• _Problem statement_:
Across the entries below, how many lines contain the string "sleep"? Give only the count.

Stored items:
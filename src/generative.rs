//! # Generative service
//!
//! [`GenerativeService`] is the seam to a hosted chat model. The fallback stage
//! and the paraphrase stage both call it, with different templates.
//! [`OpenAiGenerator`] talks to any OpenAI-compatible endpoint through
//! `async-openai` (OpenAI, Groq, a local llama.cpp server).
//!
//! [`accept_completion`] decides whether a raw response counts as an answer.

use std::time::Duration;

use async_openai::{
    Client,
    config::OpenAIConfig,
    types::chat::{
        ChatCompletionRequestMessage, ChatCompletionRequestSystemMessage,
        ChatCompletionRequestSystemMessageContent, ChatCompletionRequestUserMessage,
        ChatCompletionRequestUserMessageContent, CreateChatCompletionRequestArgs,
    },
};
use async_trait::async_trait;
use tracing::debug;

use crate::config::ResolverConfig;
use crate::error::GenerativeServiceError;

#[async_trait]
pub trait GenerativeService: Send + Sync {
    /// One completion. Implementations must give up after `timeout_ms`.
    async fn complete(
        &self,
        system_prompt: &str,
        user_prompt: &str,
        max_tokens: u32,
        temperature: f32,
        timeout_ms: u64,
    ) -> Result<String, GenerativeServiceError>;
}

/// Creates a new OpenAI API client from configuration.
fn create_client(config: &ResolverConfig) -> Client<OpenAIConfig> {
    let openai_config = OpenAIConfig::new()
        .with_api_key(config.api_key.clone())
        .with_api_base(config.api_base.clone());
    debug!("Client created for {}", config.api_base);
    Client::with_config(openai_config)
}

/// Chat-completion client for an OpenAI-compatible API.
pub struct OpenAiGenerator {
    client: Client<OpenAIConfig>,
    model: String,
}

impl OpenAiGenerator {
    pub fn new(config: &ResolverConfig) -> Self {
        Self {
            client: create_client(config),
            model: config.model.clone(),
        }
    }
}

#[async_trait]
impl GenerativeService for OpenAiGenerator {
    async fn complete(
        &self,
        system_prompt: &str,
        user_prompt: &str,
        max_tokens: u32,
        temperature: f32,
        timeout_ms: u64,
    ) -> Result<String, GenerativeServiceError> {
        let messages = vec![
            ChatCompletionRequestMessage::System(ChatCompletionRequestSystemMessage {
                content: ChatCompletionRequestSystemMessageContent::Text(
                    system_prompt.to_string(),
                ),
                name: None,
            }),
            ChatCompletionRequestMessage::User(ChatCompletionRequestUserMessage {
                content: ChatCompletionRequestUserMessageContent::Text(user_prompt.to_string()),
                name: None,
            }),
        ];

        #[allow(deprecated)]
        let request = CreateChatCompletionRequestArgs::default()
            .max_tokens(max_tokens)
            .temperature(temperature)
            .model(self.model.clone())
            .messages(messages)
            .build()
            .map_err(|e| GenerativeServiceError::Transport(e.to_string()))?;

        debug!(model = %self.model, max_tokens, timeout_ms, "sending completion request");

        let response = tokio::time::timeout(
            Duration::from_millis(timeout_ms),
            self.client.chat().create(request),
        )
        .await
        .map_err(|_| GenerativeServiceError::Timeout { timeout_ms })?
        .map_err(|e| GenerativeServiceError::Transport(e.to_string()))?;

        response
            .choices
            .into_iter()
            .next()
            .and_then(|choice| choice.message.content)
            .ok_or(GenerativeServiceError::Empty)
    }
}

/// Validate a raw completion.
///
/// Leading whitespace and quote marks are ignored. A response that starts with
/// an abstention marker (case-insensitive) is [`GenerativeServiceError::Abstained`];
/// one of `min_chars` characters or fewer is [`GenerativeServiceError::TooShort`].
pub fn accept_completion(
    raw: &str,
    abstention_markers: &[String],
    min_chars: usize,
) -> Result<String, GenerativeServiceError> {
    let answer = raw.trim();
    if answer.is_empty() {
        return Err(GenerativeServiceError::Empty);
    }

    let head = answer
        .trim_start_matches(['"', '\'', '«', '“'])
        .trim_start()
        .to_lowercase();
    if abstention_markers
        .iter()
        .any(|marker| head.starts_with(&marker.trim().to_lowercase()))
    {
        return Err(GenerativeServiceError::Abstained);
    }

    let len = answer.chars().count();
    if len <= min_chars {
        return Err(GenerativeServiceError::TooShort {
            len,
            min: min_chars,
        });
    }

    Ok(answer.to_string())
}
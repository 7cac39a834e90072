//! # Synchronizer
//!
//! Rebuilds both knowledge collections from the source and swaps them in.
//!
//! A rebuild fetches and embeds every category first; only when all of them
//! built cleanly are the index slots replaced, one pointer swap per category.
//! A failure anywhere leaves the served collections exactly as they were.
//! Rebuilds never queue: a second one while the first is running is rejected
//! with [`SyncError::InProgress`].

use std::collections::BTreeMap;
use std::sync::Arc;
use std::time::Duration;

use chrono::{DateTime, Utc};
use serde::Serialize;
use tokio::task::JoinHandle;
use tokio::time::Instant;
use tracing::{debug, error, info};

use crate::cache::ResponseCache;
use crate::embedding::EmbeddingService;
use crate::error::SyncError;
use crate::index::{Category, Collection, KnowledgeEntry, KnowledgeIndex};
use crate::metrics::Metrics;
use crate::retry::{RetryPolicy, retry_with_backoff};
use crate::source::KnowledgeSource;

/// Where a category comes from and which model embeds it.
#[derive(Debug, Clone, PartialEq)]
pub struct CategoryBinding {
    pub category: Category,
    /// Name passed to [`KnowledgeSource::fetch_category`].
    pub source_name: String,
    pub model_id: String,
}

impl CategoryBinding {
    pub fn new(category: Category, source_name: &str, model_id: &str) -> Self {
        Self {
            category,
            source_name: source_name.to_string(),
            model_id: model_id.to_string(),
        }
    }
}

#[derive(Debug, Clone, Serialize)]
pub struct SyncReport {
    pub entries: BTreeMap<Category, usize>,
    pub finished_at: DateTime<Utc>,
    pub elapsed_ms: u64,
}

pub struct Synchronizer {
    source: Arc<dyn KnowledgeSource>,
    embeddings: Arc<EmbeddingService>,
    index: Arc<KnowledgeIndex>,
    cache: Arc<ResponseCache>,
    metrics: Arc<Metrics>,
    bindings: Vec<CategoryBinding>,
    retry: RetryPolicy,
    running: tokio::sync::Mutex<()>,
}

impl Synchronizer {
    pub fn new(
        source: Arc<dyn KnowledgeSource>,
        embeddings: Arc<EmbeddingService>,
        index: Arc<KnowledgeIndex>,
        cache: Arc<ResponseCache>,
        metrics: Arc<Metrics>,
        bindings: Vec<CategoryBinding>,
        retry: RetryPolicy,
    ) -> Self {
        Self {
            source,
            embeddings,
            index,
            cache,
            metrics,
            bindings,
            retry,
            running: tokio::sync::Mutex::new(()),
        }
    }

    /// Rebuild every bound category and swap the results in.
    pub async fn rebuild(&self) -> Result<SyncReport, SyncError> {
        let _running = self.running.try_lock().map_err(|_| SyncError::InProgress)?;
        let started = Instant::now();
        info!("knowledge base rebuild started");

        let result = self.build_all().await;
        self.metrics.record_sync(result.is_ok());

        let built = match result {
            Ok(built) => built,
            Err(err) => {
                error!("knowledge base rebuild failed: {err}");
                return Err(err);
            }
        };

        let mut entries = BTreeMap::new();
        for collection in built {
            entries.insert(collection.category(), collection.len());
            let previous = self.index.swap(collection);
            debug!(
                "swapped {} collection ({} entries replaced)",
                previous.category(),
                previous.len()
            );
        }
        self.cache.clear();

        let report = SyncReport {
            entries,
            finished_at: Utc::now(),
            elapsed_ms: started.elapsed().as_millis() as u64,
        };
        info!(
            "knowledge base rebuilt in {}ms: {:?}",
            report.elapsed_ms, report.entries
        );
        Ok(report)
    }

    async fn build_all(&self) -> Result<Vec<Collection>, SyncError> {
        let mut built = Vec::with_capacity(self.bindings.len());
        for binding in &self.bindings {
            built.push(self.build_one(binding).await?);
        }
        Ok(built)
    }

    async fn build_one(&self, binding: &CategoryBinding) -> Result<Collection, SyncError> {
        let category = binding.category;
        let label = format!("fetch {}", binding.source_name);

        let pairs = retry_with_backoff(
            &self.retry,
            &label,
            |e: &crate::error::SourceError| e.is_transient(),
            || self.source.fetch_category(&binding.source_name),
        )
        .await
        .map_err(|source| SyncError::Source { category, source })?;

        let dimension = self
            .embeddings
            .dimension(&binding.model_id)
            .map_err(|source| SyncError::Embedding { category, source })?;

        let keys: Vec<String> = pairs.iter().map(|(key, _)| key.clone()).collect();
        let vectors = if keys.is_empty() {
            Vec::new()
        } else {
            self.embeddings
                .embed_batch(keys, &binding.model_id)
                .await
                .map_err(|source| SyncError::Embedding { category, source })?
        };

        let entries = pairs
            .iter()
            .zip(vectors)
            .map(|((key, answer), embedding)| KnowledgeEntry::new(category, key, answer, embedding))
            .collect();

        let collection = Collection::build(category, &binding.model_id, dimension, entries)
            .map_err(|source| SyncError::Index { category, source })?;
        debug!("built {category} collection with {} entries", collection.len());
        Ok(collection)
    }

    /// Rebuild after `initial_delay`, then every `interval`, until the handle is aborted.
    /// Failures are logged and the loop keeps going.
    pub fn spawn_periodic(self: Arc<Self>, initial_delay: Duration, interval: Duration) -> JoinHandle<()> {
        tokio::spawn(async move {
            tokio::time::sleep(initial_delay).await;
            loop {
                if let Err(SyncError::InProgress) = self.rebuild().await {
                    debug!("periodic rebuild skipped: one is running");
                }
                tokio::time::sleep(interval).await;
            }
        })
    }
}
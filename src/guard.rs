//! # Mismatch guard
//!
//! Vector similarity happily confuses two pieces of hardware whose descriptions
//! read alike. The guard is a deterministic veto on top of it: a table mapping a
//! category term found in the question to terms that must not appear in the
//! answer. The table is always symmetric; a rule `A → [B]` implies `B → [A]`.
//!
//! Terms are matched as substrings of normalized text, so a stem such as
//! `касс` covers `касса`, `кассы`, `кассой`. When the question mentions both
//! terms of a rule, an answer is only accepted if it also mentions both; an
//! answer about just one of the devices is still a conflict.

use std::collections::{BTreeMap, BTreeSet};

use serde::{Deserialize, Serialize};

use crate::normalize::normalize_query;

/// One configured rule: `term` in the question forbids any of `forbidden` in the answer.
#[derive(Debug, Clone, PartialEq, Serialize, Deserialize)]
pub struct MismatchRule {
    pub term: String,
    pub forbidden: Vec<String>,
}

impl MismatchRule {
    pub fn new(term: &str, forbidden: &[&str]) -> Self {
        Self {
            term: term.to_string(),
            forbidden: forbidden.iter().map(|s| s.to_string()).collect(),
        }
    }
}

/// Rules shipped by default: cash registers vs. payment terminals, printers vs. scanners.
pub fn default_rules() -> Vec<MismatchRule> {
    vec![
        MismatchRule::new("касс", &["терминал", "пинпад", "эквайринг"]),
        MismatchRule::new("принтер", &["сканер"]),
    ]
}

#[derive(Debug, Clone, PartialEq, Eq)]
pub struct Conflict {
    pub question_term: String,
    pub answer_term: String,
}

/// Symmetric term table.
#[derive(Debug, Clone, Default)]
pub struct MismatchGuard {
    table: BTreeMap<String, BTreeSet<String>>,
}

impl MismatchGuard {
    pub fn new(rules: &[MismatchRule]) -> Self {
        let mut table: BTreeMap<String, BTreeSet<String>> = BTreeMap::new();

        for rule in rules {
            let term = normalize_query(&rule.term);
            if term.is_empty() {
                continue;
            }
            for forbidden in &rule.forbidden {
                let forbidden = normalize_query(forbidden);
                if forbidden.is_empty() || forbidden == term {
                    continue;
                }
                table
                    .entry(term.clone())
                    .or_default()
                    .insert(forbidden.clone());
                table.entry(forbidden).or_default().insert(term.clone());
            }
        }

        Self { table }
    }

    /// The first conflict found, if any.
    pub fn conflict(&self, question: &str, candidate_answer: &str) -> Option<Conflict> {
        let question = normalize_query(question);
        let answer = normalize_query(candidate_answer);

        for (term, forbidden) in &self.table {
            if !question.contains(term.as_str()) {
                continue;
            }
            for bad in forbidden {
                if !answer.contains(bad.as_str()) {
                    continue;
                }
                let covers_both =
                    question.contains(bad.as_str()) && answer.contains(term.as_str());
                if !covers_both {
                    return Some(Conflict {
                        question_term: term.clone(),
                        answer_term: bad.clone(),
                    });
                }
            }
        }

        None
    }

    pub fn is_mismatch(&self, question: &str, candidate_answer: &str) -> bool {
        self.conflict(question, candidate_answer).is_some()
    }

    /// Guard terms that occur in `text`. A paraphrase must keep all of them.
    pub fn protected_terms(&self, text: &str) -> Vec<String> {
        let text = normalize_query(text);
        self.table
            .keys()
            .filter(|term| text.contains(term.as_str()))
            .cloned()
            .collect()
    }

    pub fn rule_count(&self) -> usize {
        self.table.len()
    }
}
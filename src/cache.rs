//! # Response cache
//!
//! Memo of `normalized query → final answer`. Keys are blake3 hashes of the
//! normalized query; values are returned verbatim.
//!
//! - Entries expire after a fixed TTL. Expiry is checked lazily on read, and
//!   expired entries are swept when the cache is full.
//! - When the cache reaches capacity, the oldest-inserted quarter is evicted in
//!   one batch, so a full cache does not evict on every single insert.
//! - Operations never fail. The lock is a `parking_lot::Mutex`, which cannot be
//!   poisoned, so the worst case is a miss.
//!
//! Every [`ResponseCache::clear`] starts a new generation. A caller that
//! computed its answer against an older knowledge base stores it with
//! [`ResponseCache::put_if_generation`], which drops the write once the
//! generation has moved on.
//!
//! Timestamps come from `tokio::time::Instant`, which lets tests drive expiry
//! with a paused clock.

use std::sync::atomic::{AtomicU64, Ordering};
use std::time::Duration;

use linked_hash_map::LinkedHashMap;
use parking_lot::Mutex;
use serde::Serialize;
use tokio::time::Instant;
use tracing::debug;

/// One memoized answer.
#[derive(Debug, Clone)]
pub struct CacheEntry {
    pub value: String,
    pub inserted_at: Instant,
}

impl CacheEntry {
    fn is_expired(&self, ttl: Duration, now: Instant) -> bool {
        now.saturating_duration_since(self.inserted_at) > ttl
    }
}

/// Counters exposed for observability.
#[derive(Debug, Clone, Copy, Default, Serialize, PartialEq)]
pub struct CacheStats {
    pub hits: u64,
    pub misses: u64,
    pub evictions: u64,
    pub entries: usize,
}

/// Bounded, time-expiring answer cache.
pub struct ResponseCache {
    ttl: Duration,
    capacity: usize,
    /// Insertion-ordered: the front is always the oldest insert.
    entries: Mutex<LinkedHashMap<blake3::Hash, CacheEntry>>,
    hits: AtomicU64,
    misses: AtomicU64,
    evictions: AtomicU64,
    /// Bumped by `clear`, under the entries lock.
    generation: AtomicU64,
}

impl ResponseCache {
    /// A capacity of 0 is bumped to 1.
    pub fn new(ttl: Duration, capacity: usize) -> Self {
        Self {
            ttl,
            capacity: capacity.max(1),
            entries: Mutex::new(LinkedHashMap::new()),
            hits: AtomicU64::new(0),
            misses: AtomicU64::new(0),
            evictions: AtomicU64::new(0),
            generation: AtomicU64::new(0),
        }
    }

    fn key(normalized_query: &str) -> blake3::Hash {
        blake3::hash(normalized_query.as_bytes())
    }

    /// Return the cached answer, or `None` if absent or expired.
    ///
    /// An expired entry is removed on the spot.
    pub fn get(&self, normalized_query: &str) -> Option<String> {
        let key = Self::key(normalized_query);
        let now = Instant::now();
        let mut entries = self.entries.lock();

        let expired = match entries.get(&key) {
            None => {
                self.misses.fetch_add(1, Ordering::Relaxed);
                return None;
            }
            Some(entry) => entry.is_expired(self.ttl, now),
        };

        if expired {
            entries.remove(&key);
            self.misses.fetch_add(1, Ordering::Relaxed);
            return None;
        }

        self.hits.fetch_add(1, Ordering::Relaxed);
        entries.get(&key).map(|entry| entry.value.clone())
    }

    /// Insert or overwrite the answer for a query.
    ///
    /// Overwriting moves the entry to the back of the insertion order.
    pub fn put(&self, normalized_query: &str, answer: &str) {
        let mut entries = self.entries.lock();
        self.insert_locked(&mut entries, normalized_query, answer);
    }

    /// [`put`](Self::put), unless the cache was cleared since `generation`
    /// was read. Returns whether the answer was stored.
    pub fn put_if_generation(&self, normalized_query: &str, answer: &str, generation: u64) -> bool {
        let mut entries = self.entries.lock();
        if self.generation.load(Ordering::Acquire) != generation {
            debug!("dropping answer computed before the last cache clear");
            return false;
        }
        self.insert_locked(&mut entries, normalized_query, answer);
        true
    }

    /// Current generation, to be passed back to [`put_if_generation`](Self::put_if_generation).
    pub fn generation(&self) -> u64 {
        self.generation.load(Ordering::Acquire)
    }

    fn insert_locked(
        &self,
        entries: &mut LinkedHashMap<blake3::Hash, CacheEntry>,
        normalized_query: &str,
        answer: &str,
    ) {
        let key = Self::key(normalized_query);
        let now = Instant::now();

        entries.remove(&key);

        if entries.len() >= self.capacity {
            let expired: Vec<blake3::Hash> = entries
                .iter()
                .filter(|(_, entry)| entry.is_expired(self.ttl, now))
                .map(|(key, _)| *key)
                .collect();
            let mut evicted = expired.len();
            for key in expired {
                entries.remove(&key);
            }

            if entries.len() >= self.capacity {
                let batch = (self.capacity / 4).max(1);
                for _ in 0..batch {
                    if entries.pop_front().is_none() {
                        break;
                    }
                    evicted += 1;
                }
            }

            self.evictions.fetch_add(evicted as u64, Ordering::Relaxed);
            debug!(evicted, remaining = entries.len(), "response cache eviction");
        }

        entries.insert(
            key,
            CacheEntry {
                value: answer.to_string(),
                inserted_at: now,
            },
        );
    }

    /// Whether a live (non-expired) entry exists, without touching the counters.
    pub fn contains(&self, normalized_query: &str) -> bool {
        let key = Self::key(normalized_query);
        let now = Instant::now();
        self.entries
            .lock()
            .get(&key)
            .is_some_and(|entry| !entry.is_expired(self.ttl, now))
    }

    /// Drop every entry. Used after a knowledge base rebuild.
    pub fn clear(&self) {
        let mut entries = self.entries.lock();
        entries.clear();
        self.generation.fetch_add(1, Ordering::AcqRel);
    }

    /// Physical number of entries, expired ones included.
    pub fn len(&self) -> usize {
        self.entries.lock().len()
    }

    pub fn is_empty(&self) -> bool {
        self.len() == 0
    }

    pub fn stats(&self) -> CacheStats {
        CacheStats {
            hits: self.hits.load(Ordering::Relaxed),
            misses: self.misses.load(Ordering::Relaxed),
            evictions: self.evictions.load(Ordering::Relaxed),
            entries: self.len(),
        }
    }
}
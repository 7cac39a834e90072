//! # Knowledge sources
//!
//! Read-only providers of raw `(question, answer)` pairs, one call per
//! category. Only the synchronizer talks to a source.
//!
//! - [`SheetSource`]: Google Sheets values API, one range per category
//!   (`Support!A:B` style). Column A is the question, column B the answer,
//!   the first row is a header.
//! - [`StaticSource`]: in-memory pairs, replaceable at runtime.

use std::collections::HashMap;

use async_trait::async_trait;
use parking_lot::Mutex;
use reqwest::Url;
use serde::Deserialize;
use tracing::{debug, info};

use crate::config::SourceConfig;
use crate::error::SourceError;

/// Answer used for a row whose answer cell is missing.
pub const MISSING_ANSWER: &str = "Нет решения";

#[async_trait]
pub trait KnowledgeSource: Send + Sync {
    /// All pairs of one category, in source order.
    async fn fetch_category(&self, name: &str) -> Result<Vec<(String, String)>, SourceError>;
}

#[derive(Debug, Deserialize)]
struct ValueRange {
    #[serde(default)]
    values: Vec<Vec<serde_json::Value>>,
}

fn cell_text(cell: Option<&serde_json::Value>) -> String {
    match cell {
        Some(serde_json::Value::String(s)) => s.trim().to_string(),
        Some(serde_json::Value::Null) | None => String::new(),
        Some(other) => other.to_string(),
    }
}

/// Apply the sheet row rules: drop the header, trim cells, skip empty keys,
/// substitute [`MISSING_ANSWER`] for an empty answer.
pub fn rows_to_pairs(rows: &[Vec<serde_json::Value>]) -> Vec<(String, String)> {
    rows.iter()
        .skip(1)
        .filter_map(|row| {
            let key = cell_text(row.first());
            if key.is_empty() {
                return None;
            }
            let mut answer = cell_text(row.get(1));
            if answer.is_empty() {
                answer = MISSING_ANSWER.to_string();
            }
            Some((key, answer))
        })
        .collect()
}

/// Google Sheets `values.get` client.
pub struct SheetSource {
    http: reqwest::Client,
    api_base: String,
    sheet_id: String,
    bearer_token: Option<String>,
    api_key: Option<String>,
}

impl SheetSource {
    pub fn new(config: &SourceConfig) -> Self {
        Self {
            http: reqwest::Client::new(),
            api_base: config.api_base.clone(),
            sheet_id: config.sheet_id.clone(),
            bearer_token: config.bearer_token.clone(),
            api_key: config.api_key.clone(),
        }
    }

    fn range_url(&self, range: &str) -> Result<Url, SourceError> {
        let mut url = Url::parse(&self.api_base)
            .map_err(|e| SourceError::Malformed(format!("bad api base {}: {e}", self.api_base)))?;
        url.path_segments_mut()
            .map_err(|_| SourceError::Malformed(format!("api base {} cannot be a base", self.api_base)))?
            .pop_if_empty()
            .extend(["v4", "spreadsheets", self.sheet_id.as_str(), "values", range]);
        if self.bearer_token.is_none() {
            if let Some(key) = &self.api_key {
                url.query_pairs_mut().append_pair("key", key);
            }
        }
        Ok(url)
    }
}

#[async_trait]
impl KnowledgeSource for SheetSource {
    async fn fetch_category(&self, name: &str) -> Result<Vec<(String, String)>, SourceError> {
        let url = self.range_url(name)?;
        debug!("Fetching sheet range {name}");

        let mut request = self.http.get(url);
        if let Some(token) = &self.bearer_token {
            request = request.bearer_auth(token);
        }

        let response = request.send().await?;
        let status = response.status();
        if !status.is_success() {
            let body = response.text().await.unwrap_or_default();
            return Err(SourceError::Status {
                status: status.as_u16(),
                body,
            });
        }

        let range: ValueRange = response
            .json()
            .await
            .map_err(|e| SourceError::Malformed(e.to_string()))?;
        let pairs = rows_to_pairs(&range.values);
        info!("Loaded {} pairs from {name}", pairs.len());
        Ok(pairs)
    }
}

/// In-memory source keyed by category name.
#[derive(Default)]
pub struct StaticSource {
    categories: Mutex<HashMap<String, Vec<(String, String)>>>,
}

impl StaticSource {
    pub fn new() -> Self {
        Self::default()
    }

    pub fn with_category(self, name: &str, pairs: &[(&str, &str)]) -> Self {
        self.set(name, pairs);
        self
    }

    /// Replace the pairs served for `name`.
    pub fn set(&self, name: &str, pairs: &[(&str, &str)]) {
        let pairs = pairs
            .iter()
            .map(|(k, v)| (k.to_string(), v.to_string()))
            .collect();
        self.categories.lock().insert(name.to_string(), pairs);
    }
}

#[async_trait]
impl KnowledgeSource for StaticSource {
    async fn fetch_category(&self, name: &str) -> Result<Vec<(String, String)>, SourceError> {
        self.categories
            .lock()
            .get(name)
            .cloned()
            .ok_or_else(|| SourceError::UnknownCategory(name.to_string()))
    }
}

• _Task result_:
2